Food is a marvellous thing. Breathing in the scent of our favourite meal and savouring the taste as we eat and enjoy it are two of life’s great pleasures.
Food gives us the energy to keep active, stay mentally alert, and remain physically well, which means fewer visits to the doctors.
Keeping well-nourished and hydrated is so important to each and everyone one of us at every stage of our lives, particularly as we get older.
However, sadly, not everyone is so favoured. Latest estimates show up to 1.3 million of our older friends, relatives and neighbours are malnourished or at risk.
Lyn’s Story shows some of the reasons why older people become malnourished
There are many reasons why older people become malnourished in the community.
It could be because of poor mobility or difficulty in standing, which makes it harder to shop and prepare food. Feeling lonely, as often happens after bereavement, or sad or maybe drinking more alcohol more frequently can all lead us to lose our appetite and interest in eating.
There are also the long-term lifestyle habits of being mindful of too many calories along with the confusing public health messages, which warn of obesity and advise eating less.
Let’s not forget the ingrained myth that as we get older we naturally get smaller and lose weight.
None of this has been helped by recent brutal cuts to local community food services, like meals on wheels and lunch clubs, which are leaving many older people without the vital support they need to eat and drink.
Community food services are a lifeline
Yet community services can be a lifeline for older people, in some cases providing the only nutritious meal and friendly company they have in a day.
As part of Nutrition and Hydration Week, we will be showcasing brilliant examples of community services on the Malnutrition Task Force blog. These include Age UK Bath’s cooking courses and home from hospital services, Brighton and Hove Food Partnership’s Casserole Club, and a malnutrition-screening programme in Dorset that can identify people at risk of malnutrition.
We will look at what these services do and the ways they are improving the lives of older people in the communities they serve.
However, we know more needs to be done.
While there are a number of brilliant initiatives in communities around the UK which help people to stay well-nourished and hydrated, their availability is patchy and there remains a postcode lottery for those in need.
It’s crucial that local bodies from across health, social care and the voluntary sector come together to plan the services required to help people requiring assistance with food and drink.
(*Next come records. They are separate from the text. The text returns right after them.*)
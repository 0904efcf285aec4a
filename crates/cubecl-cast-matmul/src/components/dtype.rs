use core::fmt::Display;
use core::str::FromStr;

use super::CastMatmulError;

/// Element type of a matmul operand, named the way tensor libraries name their dtypes.
#[derive(Clone, Copy, Debug, PartialEq, Eq, Hash, PartialOrd, Ord)]
pub enum DType {
    BF16,
    F16,
    F32,
    F64,
    I8,
    E5M2,
    /// Kernels only know a single e4m3 flavour, so the `fnuz` variant maps here too.
    E4M3,
}

impl DType {
    /// Every element type an operand can have.
    pub const ALL: [DType; 7] = [
        DType::BF16,
        DType::F16,
        DType::F32,
        DType::F64,
        DType::I8,
        DType::E5M2,
        DType::E4M3,
    ];

    /// Size of one element in bytes.
    pub fn size(&self) -> usize {
        match self {
            DType::F64 => 8,
            DType::F32 => 4,
            DType::BF16 | DType::F16 => 2,
            DType::I8 | DType::E5M2 | DType::E4M3 => 1,
        }
    }

    pub fn is_float(&self) -> bool {
        !matches!(self, DType::I8)
    }

    pub fn name(&self) -> &'static str {
        match self {
            DType::BF16 => "bfloat16",
            DType::F16 => "float16",
            DType::F32 => "float32",
            DType::F64 => "float64",
            DType::I8 => "int8",
            DType::E5M2 => "float8_e5m2",
            DType::E4M3 => "float8_e4m3fn",
        }
    }
}

impl Display for DType {
    fn fmt(&self, f: &mut core::fmt::Formatter<'_>) -> core::fmt::Result {
        f.write_str(self.name())
    }
}

impl FromStr for DType {
    type Err = CastMatmulError;

    /// Parses a dtype name, ignoring a leading `torch.` namespace.
    fn from_str(name: &str) -> Result<Self, Self::Err> {
        let short = name.strip_prefix("torch.").unwrap_or(name);

        match short {
            "bfloat16" => Ok(DType::BF16),
            "float16" | "half" => Ok(DType::F16),
            "float32" | "float" => Ok(DType::F32),
            "float64" | "double" => Ok(DType::F64),
            "int8" => Ok(DType::I8),
            "float8_e5m2" => Ok(DType::E5M2),
            "float8_e4m3fn" | "float8_e4m3fnuz" => Ok(DType::E4M3),
            _ => Err(CastMatmulError::UnknownDType(name.to_string())),
        }
    }
}

/// Selects the type both operands are cast to before their product is taken.
///
/// The wider operand drives the choice. 64-bit inputs are computed in `f32`, one byte inputs and
/// `f16` (unless paired with `bf16`) are computed in `f16`, everything else in `f32`.
pub fn compute_dtype(lhs: DType, rhs: DType) -> DType {
    let (wide, narrow) = if lhs.size() < rhs.size() {
        (rhs, lhs)
    } else {
        (lhs, rhs)
    };

    if wide == DType::F64 {
        return DType::F32;
    }

    if wide.size() == 1 || (wide == DType::F16 && narrow != DType::BF16) {
        DType::F16
    } else {
        DType::F32
    }
}

/// Selects the type partial products are summed in.
///
/// Half precision accumulation is only used when nothing downstream needs more.
pub fn accumulator_dtype(compute: DType, out: DType) -> DType {
    if compute == DType::F16 && out == DType::F16 {
        DType::F16
    } else {
        DType::F32
    }
}
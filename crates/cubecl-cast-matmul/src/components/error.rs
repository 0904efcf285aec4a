use cubecl::server::LaunchError;
use thiserror::Error;

use super::DType;

/// Errors that can occur while preparing or launching a cast matmul.
#[derive(Error, Debug)]
pub enum CastMatmulError {
    /// A dtype name could not be resolved.
    #[error("Unknown element type `{0}`")]
    UnknownDType(String),

    /// Results can only be written to floating point outputs.
    #[error("Unsupported output type {0}, expected a floating point type")]
    UnsupportedOutput(DType),

    /// The tile configuration or the problem is rejected.
    #[error("Invalid configuration: {0}")]
    InvalidConfig(InvalidConfigError),

    /// The runtime refused the kernel.
    #[error("Unable to launch the cast matmul\nCaused by:\n  {0}")]
    Launch(#[from] LaunchError),
}

/// Reasons a [tile configuration](super::TileConfig) or a problem can be rejected.
#[derive(Error, Debug, Clone, PartialEq, Eq)]
pub enum InvalidConfigError {
    #[error("block_{axis} = {size} must be a non-zero multiple of {multiple}")]
    BlockSize {
        axis: char,
        size: usize,
        multiple: usize,
    },

    #[error("group_m must be at least 1")]
    EmptyGroup,

    #[error("lhs is {lhs_m}x{lhs_k}, rhs is {rhs_k}x{rhs_n} and out is {out_m}x{out_n}")]
    ShapeMismatch {
        lhs_m: usize,
        lhs_k: usize,
        rhs_k: usize,
        rhs_n: usize,
        out_m: usize,
        out_n: usize,
    },

    #[error("expected rank 2 tensors, got rank {0}")]
    Rank(usize),
}

impl From<InvalidConfigError> for CastMatmulError {
    fn from(value: InvalidConfigError) -> Self {
        Self::InvalidConfig(value)
    }
}
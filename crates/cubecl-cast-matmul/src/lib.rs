//! Mixed precision tiled matrix multiplication.
//!
//! The inputs may hold different element types. Both operands are cast to a shared computation
//! type chosen by [promotion rules](components::compute_dtype), partial products are summed in an
//! accumulator type and the result is cast to the output type when it is written back.

/// Element types, problem description and launch configuration.
pub mod components;
/// Cube kernels and their host-side launchers.
pub mod kernels;

mod base;

pub use base::*;

#[cfg(feature = "export_tests")]
pub mod tests;
mod config;
mod dtype;
mod error;
mod problem;
mod swizzle;

pub use config::*;
pub use dtype::*;
pub use error::*;
pub use problem::*;
pub use swizzle::*;
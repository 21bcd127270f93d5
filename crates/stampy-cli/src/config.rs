//! Configuration loading and management.

use std::path::{Path, PathBuf};

use figment::Figment;
use figment::providers::{Env, Format, Serialized, Toml};
use serde::{Deserialize, Serialize};
use stampy_core::Orientation;

/// Application configuration.
#[derive(Debug, Clone, Default, Serialize, Deserialize)]
pub struct Config {
    /// Layout of `stampy graph` output. Unknown names mean horizontal.
    pub orientation: Orientation,
}

impl Config {
    /// Loads configuration, optionally from a specific file.
    #[expect(
        clippy::result_large_err,
        reason = "figment::Error is large but only returned at startup"
    )]
    pub fn load_from(config_path: Option<&Path>) -> Result<Self, figment::Error> {
        let mut figment = Figment::from(Serialized::defaults(Self::default()));

        // Load from default config location
        if let Some(config_dir) = dirs_config_path() {
            figment = figment.merge(Toml::file(config_dir.join("config.toml")));
        }

        // Load from specified config file
        if let Some(path) = config_path {
            figment = figment.merge(Toml::file(path));
        }

        // Load from environment variables (STAMPY_*)
        figment = figment.merge(Env::prefixed("STAMPY_"));

        figment.extract()
    }

    /// Applies a `--orientation` flag over the loaded value.
    #[must_use]
    pub fn with_orientation(mut self, name: Option<&str>) -> Self {
        if let Some(name) = name {
            self.orientation = Orientation::from_name(name);
        }
        self
    }
}

/// Returns the platform-specific config directory for stampy.
///
/// On Linux: `~/.config/stampy`
pub fn dirs_config_path() -> Option<PathBuf> {
    dirs::config_dir().map(|p| p.join("stampy"))
}

#[cfg(test)]
mod tests {
    use super::*;

    fn extract(toml: &str) -> Config {
        Figment::from(Serialized::defaults(Config::default()))
            .merge(Toml::string(toml))
            .extract()
            .unwrap()
    }

    #[test]
    fn test_default_orientation_is_horizontal() {
        assert_eq!(Config::default().orientation, Orientation::Horizontal);
    }

    #[test]
    fn test_toml_selects_vertical() {
        let config = extract(r#"orientation = "vertical""#);
        assert_eq!(config.orientation, Orientation::Vertical);
    }

    #[test]
    fn test_unknown_orientation_falls_back() {
        let config = extract(r#"orientation = "upside-down""#);
        assert_eq!(config.orientation, Orientation::Horizontal);
    }

    #[test]
    fn test_non_string_orientation_falls_back() {
        for toml in [
            "orientation = 1",
            "orientation = true",
            "orientation = 2.5",
            "orientation = [\"vertical\"]",
            "[orientation]\nname = \"vertical\"",
        ] {
            assert_eq!(extract(toml).orientation, Orientation::Horizontal, "{toml}");
        }
    }

    #[test]
    fn test_numeric_env_style_orientation_falls_back() {
        // `STAMPY_ORIENTATION=0` reaches the config as an unsigned integer.
        let config: Config = Figment::from(Serialized::defaults(Config::default()))
            .merge(Serialized::default("orientation", 0_u64))
            .extract()
            .unwrap();
        assert_eq!(config.orientation, Orientation::Horizontal);
    }

    #[test]
    fn test_missing_config_file_uses_defaults() {
        let temp = tempfile::tempdir().unwrap();
        let config = Config::load_from(Some(&temp.path().join("absent.toml"))).unwrap();
        assert_eq!(config.orientation, Orientation::Horizontal);
    }

    #[test]
    fn test_config_file_is_read() {
        let temp = tempfile::tempdir().unwrap();
        let path = temp.path().join("config.toml");
        std::fs::write(&path, "orientation = \"vertical\"\n").unwrap();
        let config = Config::load_from(Some(&path)).unwrap();
        assert_eq!(config.orientation, Orientation::Vertical);
    }

    #[test]
    fn test_flag_overrides_config() {
        let config = Config {
            orientation: Orientation::Vertical,
        };
        assert_eq!(
            config.clone().with_orientation(None).orientation,
            Orientation::Vertical
        );
        assert_eq!(
            config.with_orientation(Some("horizontal")).orientation,
            Orientation::Horizontal
        );
    }

    #[test]
    fn test_dirs_config_path_ends_with_stampy() {
        if let Some(path) = dirs_config_path() {
            assert_eq!(path.file_name().unwrap(), "stampy");
        }
    }
}
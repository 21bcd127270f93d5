use std::io::{BufWriter, Write};

use anyhow::{Context, Result};
use clap::Parser;
use tracing_subscriber::EnvFilter;

use stampy_cli::commands::{graph, stamp};
use stampy_cli::{Cli, Commands, Config};

fn main() -> Result<()> {
    let cli = Cli::parse();

    // Initialize tracing with verbose flag support
    let filter = if cli.verbose {
        EnvFilter::new("debug")
    } else {
        EnvFilter::from_default_env()
    };
    // Logs go to stderr so they never mix with CSV on stdout
    let _ = tracing_subscriber::fmt()
        .with_env_filter(filter)
        .with_writer(std::io::stderr)
        .try_init();

    match &cli.command {
        Some(Commands::Stamp {
            csv_file,
            origin,
            series,
            event,
        }) => {
            stamp::run(csv_file, origin, series, event)?;
        }
        Some(Commands::Graph {
            orientation,
            csv_file,
        }) => {
            let config = Config::load_from(cli.config.as_deref())
                .context("failed to load configuration")?
                .with_orientation(orientation.as_deref());
            tracing::debug!(?config, "loaded configuration");

            let stdout = std::io::stdout();
            let mut writer = BufWriter::new(stdout.lock());
            graph::run(&mut writer, csv_file, config.orientation)?;
            writer.flush().context("failed to flush output")?;
        }
        None => {
            // No subcommand, show help
            use clap::CommandFactory;
            Cli::command().print_help()?;
            println!();
        }
    }

    Ok(())
}
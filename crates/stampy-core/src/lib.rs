//! Core logic for stampy.
//!
//! This crate contains:
//! - Event rows: the `timestamp, origin, series, event` record and its timestamp format
//! - Aggregation: pairing `start`/`done` events into per-series durations
//! - Grids: laying out the duration table horizontally or vertically

mod aggregate;
mod error;
pub mod grid;
pub mod row;

pub use aggregate::{Aggregator, DurationTable, SeriesDurations, aggregate};
pub use error::AggregateError;
pub use grid::{Orientation, render};
pub use row::{EventKind, EventRow, TIMESTAMP_FORMAT};
//! Stamp command for appending timestamped events to a CSV log.
//!
//! Each call appends one `timestamp,origin,series,event` row, the same layout
//! `stampy graph` reads.

use std::fs::OpenOptions;
use std::path::Path;

use anyhow::{Context, Result};
use chrono::{Local, NaiveDateTime};
use fs2::FileExt;
use stampy_core::EventRow;
use stampy_core::row::format_timestamp;

/// Appends an event stamped with the current local time.
pub fn run(csv_file: &Path, origin: &str, series: &str, event: &str) -> Result<()> {
    stamp_at(csv_file, origin, series, event, Local::now().naive_local())
}

/// Appends an event stamped with `at`, creating the file if needed.
///
/// The file is locked for the duration of the write so concurrent stamps never
/// interleave partial rows.
pub fn stamp_at(
    csv_file: &Path,
    origin: &str,
    series: &str,
    event: &str,
    at: NaiveDateTime,
) -> Result<()> {
    let row = EventRow::new(format_timestamp(&at), origin, series, event);

    let file = OpenOptions::new()
        .create(true)
        .append(true)
        .open(csv_file)
        .with_context(|| format!("failed to open {}", csv_file.display()))?;
    file.lock_exclusive().context("failed to acquire lock")?;

    let mut writer = csv::WriterBuilder::new()
        .has_headers(false)
        .from_writer(&file);
    writer
        .write_record(row.fields())
        .context("failed to write event")?;
    writer.flush().context("failed to flush event")?;

    tracing::info!(
        file = %csv_file.display(),
        timestamp = %row.timestamp,
        series,
        event,
        "stamped event"
    );

    Ok(())
}
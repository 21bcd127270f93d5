//! Start/done pairing.
//!
//! Rows are consumed in input order. A `start` opens a timer for its series; the next `done`
//! for the same series closes it and appends the elapsed whole seconds to the series'
//! duration list.
//!
//! # Tolerated input
//!
//! - A second `start` before a `done` replaces the pending start.
//! - Event kinds other than `start` and `done` are ignored.
//! - Starts still open at end of input are dropped.
//! - A `done` earlier than its `start` records a negative duration.
//!
//! A malformed timestamp or a `done` without an open start is fatal and no table is produced.

use std::collections::HashMap;

use chrono::NaiveDateTime;

use crate::error::AggregateError;
use crate::row::{EventKind, EventRow, parse_timestamp};

/// Durations per series, in the order each series recorded its first duration.
#[derive(Debug, Clone, Default, PartialEq, Eq)]
pub struct DurationTable {
    series: Vec<SeriesDurations>,
    index: HashMap<String, usize>,
}

/// One series and its durations in seconds, in the order they were matched.
#[derive(Debug, Clone, PartialEq, Eq)]
pub struct SeriesDurations {
    pub name: String,
    pub durations: Vec<i64>,
}

impl DurationTable {
    pub fn new() -> Self {
        Self::default()
    }

    /// Adds `series` with no durations if it is not present yet.
    ///
    /// Aggregation never produces empty series; this exists for callers building tables by hand.
    #[must_use]
    pub fn with_series(mut self, series: &str) -> Self {
        self.entry(series);
        self
    }

    /// Appends a duration to `series`, registering the series on first use.
    pub fn push(&mut self, series: &str, seconds: i64) {
        self.entry(series).durations.push(seconds);
    }

    fn entry(&mut self, series: &str) -> &mut SeriesDurations {
        let idx = match self.index.get(series) {
            Some(&idx) => idx,
            None => {
                let idx = self.series.len();
                self.series.push(SeriesDurations {
                    name: series.to_string(),
                    durations: Vec::new(),
                });
                self.index.insert(series.to_string(), idx);
                idx
            }
        };
        &mut self.series[idx]
    }

    /// Returns the durations recorded for `series`.
    pub fn get(&self, series: &str) -> Option<&[i64]> {
        self.index
            .get(series)
            .map(|&idx| self.series[idx].durations.as_slice())
    }

    /// Iterates series in table order.
    pub fn iter(&self) -> std::slice::Iter<'_, SeriesDurations> {
        self.series.iter()
    }

    /// Series names in table order.
    pub fn names(&self) -> impl Iterator<Item = &str> {
        self.series.iter().map(|s| s.name.as_str())
    }

    pub fn len(&self) -> usize {
        self.series.len()
    }

    pub fn is_empty(&self) -> bool {
        self.series.is_empty()
    }

    /// Length of the longest duration list, 0 for an empty table.
    pub fn max_len(&self) -> usize {
        self.series
            .iter()
            .map(|s| s.durations.len())
            .max()
            .unwrap_or(0)
    }
}

impl<'a> IntoIterator for &'a DurationTable {
    type Item = &'a SeriesDurations;
    type IntoIter = std::slice::Iter<'a, SeriesDurations>;

    fn into_iter(self) -> Self::IntoIter {
        self.iter()
    }
}

impl<S: AsRef<str>> FromIterator<(S, Vec<i64>)> for DurationTable {
    fn from_iter<I: IntoIterator<Item = (S, Vec<i64>)>>(iter: I) -> Self {
        let mut table = Self::new();
        for (series, durations) in iter {
            table.entry(series.as_ref()).durations.extend(durations);
        }
        table
    }
}

/// Incremental aggregation state.
///
/// Feed rows with [`Aggregator::push`] and collect the table with [`Aggregator::finish`].
#[derive(Debug, Default)]
pub struct Aggregator {
    open_starts: HashMap<String, NaiveDateTime>,
    table: DurationTable,
}

impl Aggregator {
    pub fn new() -> Self {
        Self::default()
    }

    /// Applies one row. `line` is the row's 1-based position in the input.
    pub fn push(&mut self, line: usize, row: &EventRow) -> Result<(), AggregateError> {
        let timestamp =
            parse_timestamp(&row.timestamp).map_err(|source| AggregateError::MalformedTimestamp {
                line,
                value: row.timestamp.clone(),
                source,
            })?;

        match row.kind() {
            EventKind::Start => {
                if let Some(previous) = self.open_starts.insert(row.series.clone(), timestamp) {
                    tracing::debug!(
                        line,
                        series = %row.series,
                        %previous,
                        "start replaces pending start"
                    );
                }
            }
            EventKind::Done => {
                let Some(started) = self.open_starts.remove(&row.series) else {
                    return Err(AggregateError::UnmatchedDone {
                        line,
                        series: row.series.clone(),
                    });
                };
                let seconds = (timestamp - started).num_seconds();
                tracing::trace!(line, series = %row.series, seconds, "matched done");
                self.table.push(&row.series, seconds);
            }
            kind @ EventKind::Other(_) => {
                tracing::debug!(line, series = %row.series, %kind, "ignoring event");
            }
        }

        Ok(())
    }

    /// Series with a start that has not been closed yet.
    pub fn open_series(&self) -> impl Iterator<Item = &str> {
        self.open_starts.keys().map(String::as_str)
    }

    /// Returns the duration table, discarding any still-open starts.
    pub fn finish(self) -> DurationTable {
        if !self.open_starts.is_empty() {
            let open: Vec<&str> = self.open_series().collect();
            tracing::debug!(?open, "discarding starts with no matching done");
        }
        self.table
    }
}

/// Aggregates a complete row sequence. Line numbers are assigned from position, starting at 1.
pub fn aggregate<'a, I>(rows: I) -> Result<DurationTable, AggregateError>
where
    I: IntoIterator<Item = &'a EventRow>,
{
    let mut aggregator = Aggregator::new();
    for (idx, row) in rows.into_iter().enumerate() {
        aggregator.push(idx + 1, row)?;
    }
    Ok(aggregator.finish())
}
There is great guidance out there for healthcare professionals, like NHS England’s Commissioning Excellent Nutrition and Hydration Guidance, which covers how to commission and deliver really good food and drink services that meet the needs of the community.
Anyone inspired to develop more community services could start a conversation with their local authority and community groups about what they can do to ensure older people get enough to eat and drink in their local area.
Huge benefits for everyone
There’s no doubt that preventing undernutrition in local communities can deliver huge benefits, reducing pressure on the health system and costs too.
We all know that eating well and keeping hydrated allows older people to live far healthier, independent and more enjoyable lives.
So this Nutrition and Hydration Week, let’s all try and do our bit to improve community nutrition and hydration services.
Our call to action is use the great guidance that’s out there, replicate some of the wonderful services or develop your own. There’s no excuse for not getting stuck in!